What is a Rust Ring?
A rust ring may form around foreign bodies that contain iron, typically those that are metallic. The salt in tears interacts with the iron in the metal forming rust in the eye just like you see with metal left outdoors in the elements. The reaction begins within 2 to 4 hours of the foreign body embedding in the eye. Complete rust ring formation can be after about 8 hours. The rust ring may persist even after the foreign body is removed leaving a stain on the cornea. Many times the residual rust will migrate to the surface of the eye itself, usually within 24 hours. The American Academy of Ophthalmology recommends against attempting to remove a residual rust ring due to the possibility of doing further damage to the eye.
How Do You Remove a Rust Ring?
While most ophthalmologists recommend that you leave rust ring removal to the experts, some experienced healthcare providers still take on the task themselves. Rust rings are removed using a rotating, sterile burr. These are available in most emergency departments.
Again, rust ring removal should only be performed by an experienced provider as it carries a risk for complications including vision loss.

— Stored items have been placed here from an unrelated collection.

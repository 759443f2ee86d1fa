/// WebSocket transport error types.

use crate::handshake::HandshakeError;
use longeron_core::error::CoreError;
use std::io;
use std::time::Duration;
use thiserror::Error;

/// Main error type for the WebSocket transport
#[derive(Error, Debug)]
pub enum WsError {
    /// IO error on the underlying stream
    #[error("IO error: {0}")]
    Io(#[from] io::Error),

    /// Chunk allocation or pipe failure
    #[error(transparent)]
    Core(#[from] CoreError),

    /// Opening handshake rejected
    #[error("Handshake failed: {0}")]
    Handshake(#[from] HandshakeError),

    /// Opening handshake did not finish in time
    #[error("Handshake timeout after {0:?}")]
    HandshakeTimeout(Duration),

    /// Session is not in the active state
    #[error("Session not active")]
    NotActive,

    /// A send is already in flight
    #[error("Send already in progress")]
    SendInProgress,

    /// No received message is waiting
    #[error("No message ready")]
    NoMessage,

    /// Connection closed (close handshake or broken stream)
    #[error("Connection closed")]
    Closed,

    /// Connection failed by a protocol violation
    #[error("Protocol error {code}: {reason}")]
    Protocol { code: u16, reason: &'static str },
}

/// Result type alias for transport operations
pub type Result<T> = std::result::Result<T, WsError>;

impl WsError {
    /// Check if this error is recoverable
    #[must_use]
    pub fn is_recoverable(&self) -> bool {
        match self {
            Self::Io(e) => matches!(
                e.kind(),
                io::ErrorKind::Interrupted | io::ErrorKind::WouldBlock | io::ErrorKind::TimedOut
            ),
            Self::Core(e) => e.is_recoverable(),
            Self::SendInProgress | Self::NoMessage => true,
            _ => false,
        }
    }

    /// Check if this is a connection error
    #[must_use]
    pub const fn is_connection_error(&self) -> bool {
        matches!(
            self,
            Self::Closed | Self::Protocol { .. } | Self::Handshake(_) | Self::HandshakeTimeout(_)
        )
    }
}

To Patch or Not to Patch? Corneal Foreign Body Discharge Care
If you have successfully removed a foreign body from the patient’s eye, applying a patch is not necessary. There is no evidence showing that applying a patch speeds healing. In fact, patching may even do more harm than good. Make sure to prescribe prophylactic antibiotic drops or ointment to prevent infection. Corneal foreign bodies can be quite painful and some patients may require a prescription for narcotic pain relievers. Contact lens wearers should switch to glasses until healing of the eye is complete. Patients should follow up within 24 hours, ideally with an ophthalmologist, to monitor for proper ocular healing.